*Your goal:* All lines in the material with the string "Partition" should be listed.

*Source data:*
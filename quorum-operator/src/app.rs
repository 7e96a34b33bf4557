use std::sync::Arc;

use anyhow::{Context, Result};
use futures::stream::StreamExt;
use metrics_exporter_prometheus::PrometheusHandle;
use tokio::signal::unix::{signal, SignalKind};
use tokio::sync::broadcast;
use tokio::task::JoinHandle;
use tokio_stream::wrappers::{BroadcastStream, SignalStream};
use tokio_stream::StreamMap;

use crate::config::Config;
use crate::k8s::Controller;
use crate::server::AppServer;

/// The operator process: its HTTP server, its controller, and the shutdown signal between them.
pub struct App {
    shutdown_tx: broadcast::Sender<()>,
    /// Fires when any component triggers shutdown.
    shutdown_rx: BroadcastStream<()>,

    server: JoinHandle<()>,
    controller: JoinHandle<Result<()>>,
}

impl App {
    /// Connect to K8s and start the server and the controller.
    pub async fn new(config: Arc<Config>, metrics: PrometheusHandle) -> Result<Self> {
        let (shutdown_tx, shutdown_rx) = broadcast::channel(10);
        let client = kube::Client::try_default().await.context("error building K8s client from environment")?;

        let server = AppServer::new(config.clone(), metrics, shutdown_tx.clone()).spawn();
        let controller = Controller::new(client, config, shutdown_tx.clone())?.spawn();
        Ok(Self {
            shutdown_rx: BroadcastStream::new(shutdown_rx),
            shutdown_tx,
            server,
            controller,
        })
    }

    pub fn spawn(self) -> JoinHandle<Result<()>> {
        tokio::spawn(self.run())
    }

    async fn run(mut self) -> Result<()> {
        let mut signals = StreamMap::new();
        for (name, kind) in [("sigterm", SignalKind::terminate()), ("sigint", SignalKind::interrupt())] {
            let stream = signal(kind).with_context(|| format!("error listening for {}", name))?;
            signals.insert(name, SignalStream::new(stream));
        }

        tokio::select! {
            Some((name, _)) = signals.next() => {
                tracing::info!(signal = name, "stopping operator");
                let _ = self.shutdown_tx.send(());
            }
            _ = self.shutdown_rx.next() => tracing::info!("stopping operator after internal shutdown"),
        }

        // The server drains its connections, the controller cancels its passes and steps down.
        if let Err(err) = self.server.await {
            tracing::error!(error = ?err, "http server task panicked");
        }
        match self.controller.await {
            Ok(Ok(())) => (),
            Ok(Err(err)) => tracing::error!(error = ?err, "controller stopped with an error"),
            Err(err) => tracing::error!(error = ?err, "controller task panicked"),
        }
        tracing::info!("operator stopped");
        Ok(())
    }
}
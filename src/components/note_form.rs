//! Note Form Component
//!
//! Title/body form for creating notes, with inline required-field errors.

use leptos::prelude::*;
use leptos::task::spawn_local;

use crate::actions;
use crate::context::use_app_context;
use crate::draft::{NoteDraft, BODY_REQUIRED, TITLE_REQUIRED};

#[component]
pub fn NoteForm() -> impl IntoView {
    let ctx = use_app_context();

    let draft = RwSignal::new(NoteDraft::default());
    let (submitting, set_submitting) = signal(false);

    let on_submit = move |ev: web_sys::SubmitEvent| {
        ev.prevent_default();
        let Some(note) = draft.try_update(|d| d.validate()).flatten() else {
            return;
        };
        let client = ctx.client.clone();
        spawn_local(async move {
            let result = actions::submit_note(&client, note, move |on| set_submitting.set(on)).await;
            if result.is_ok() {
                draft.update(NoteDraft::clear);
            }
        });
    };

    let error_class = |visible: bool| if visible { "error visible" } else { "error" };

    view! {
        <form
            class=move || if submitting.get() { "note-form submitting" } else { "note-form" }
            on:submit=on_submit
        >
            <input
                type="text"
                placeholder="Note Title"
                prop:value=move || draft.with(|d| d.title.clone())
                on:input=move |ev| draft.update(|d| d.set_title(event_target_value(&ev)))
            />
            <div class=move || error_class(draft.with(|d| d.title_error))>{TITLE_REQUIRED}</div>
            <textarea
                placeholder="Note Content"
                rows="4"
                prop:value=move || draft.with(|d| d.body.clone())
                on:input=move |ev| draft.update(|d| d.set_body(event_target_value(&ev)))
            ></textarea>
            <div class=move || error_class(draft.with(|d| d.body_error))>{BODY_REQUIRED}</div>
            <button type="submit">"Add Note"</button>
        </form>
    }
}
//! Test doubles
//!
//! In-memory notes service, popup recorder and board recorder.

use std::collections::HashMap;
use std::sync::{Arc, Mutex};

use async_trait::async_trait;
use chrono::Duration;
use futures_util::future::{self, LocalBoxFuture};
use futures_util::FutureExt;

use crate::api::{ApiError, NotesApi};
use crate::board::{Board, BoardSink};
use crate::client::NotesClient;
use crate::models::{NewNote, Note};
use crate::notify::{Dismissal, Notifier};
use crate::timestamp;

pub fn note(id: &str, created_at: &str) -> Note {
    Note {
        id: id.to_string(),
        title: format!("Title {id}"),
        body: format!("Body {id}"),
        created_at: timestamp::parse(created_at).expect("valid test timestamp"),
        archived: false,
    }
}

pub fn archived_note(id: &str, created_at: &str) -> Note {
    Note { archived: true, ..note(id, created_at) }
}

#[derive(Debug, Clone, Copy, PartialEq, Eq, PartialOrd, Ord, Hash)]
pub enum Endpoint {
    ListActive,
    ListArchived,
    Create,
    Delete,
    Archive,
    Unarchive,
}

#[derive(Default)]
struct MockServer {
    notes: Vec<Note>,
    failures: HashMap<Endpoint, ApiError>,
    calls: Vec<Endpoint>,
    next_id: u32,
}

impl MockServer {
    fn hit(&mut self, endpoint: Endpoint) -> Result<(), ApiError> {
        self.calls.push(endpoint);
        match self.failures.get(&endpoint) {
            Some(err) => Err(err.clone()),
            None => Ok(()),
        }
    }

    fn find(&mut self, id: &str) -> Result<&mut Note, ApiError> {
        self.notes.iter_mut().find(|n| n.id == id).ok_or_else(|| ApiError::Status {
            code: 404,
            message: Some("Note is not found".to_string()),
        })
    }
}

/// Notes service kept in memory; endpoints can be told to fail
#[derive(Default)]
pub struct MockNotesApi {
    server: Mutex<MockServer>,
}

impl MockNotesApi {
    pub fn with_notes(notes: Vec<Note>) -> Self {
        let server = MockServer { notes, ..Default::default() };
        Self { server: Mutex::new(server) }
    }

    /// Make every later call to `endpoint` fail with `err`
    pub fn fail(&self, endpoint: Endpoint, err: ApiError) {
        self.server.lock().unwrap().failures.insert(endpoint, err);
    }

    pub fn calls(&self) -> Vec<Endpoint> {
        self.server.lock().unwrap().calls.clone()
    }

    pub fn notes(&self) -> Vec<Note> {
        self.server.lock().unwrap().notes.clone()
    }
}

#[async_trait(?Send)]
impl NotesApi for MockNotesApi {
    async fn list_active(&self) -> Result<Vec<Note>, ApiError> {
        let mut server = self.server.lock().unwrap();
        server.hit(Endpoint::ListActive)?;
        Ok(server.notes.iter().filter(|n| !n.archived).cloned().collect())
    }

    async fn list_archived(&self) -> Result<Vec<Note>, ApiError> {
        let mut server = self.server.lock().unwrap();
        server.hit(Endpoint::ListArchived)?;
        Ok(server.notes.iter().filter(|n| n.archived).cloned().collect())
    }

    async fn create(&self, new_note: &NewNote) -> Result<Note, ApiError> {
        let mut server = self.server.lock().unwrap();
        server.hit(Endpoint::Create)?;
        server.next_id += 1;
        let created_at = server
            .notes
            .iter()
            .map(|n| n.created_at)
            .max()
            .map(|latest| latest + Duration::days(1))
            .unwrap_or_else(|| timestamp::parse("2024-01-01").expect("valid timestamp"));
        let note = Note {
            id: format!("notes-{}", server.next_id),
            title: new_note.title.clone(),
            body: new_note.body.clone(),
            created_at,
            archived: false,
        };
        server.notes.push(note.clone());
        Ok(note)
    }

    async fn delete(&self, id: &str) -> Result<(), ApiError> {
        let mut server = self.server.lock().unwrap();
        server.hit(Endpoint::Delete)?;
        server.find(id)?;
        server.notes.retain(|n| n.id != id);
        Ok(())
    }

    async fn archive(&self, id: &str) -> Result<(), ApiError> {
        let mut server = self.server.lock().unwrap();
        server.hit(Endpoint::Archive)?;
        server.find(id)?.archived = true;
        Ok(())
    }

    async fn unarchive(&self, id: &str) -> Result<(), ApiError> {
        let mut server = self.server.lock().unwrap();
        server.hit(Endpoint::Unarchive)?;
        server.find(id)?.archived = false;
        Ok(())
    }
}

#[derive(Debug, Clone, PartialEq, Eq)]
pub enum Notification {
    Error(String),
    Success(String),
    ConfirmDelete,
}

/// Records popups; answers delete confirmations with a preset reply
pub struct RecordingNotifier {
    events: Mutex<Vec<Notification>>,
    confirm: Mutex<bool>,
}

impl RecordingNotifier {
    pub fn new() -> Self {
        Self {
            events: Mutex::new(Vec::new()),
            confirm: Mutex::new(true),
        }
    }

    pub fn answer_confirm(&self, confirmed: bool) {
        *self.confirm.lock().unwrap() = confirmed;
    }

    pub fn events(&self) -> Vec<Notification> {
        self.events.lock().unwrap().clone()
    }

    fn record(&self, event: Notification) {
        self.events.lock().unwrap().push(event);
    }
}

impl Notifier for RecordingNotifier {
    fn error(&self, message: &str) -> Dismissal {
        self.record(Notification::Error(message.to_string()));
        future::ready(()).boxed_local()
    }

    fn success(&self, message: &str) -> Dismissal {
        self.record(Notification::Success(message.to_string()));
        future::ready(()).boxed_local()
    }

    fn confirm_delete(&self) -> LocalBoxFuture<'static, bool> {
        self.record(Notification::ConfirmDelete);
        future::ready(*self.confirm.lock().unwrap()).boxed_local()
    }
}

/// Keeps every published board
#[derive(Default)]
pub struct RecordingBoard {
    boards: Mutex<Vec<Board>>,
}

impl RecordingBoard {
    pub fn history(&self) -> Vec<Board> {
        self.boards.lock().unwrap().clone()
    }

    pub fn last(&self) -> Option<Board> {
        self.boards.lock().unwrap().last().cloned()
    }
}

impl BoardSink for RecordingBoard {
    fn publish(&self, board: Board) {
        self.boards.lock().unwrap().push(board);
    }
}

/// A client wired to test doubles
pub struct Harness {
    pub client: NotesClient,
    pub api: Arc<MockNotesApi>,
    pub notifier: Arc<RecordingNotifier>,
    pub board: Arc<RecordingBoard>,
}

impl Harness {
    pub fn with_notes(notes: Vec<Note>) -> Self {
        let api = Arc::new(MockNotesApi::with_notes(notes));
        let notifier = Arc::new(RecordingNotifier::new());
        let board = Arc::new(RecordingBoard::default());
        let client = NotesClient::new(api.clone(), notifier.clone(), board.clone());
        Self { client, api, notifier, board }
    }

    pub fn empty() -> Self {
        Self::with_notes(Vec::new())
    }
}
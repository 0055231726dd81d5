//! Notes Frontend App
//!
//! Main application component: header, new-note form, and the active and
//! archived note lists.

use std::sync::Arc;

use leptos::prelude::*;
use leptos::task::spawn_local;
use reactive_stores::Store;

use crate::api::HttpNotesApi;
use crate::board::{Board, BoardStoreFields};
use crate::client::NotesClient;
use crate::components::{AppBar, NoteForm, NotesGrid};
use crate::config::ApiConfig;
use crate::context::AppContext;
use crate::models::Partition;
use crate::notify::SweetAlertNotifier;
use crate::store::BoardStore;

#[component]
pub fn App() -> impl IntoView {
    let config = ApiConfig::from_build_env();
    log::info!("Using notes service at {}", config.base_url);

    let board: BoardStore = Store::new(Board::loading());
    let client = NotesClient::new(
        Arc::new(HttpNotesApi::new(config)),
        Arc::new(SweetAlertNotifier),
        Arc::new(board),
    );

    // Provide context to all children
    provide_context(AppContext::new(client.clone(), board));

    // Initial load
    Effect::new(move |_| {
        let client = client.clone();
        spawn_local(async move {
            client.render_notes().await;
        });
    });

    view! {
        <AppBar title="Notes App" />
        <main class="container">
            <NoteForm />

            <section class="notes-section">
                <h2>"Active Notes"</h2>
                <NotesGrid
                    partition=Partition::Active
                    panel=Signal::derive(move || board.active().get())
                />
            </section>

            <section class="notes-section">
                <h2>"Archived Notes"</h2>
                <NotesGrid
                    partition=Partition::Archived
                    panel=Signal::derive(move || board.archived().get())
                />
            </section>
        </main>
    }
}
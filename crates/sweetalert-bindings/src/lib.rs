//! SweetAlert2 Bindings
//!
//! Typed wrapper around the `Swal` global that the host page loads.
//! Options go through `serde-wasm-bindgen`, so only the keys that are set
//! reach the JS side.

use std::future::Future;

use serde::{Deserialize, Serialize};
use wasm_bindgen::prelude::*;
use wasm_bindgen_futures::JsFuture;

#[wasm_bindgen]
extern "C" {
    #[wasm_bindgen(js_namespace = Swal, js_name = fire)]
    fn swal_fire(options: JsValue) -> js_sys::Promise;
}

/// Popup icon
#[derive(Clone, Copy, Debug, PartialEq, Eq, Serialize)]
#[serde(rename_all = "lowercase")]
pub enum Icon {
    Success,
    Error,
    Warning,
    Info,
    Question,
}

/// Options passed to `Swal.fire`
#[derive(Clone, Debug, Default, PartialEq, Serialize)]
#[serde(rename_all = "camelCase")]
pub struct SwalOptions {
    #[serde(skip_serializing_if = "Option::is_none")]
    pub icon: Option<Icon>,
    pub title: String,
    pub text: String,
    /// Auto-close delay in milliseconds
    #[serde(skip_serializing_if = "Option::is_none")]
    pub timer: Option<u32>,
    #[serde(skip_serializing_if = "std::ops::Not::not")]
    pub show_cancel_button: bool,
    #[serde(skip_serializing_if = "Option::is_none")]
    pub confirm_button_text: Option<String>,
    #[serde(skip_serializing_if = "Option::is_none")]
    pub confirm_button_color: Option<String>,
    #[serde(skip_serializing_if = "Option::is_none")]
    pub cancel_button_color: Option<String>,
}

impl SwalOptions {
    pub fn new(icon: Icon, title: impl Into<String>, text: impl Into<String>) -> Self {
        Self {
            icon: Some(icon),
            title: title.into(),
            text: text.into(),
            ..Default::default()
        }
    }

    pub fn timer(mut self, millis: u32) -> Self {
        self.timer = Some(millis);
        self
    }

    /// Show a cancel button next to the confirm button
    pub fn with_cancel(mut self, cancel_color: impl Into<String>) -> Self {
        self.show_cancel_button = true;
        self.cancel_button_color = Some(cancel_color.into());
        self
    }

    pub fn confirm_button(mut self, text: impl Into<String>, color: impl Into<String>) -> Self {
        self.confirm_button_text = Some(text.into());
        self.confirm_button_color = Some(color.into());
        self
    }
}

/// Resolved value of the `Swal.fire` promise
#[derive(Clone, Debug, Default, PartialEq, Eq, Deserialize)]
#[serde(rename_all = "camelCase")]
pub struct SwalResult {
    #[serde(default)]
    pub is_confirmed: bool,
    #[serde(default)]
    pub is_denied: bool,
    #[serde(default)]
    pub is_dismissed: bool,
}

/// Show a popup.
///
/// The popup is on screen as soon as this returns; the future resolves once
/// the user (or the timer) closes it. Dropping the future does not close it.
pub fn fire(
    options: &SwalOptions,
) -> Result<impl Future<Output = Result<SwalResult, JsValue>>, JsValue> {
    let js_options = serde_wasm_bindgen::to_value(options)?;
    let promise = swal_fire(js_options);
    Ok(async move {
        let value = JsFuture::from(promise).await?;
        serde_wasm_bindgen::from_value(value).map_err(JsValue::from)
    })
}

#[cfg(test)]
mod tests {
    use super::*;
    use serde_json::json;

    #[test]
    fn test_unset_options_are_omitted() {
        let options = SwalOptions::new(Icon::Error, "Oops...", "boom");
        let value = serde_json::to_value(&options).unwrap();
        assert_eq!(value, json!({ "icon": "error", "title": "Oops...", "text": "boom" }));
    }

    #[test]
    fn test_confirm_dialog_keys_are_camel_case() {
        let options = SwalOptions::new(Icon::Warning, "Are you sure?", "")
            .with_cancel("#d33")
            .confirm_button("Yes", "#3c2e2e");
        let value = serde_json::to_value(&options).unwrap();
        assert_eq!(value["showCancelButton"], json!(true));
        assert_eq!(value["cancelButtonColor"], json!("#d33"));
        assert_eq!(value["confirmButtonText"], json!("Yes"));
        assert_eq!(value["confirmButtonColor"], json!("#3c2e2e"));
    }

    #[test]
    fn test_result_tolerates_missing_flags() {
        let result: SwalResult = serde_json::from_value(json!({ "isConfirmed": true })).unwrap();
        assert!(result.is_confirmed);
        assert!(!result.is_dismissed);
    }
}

*Exercise answer:*
use crate::models::Partition;
                    partition=Partition::Active
                    partition=Partition::Archived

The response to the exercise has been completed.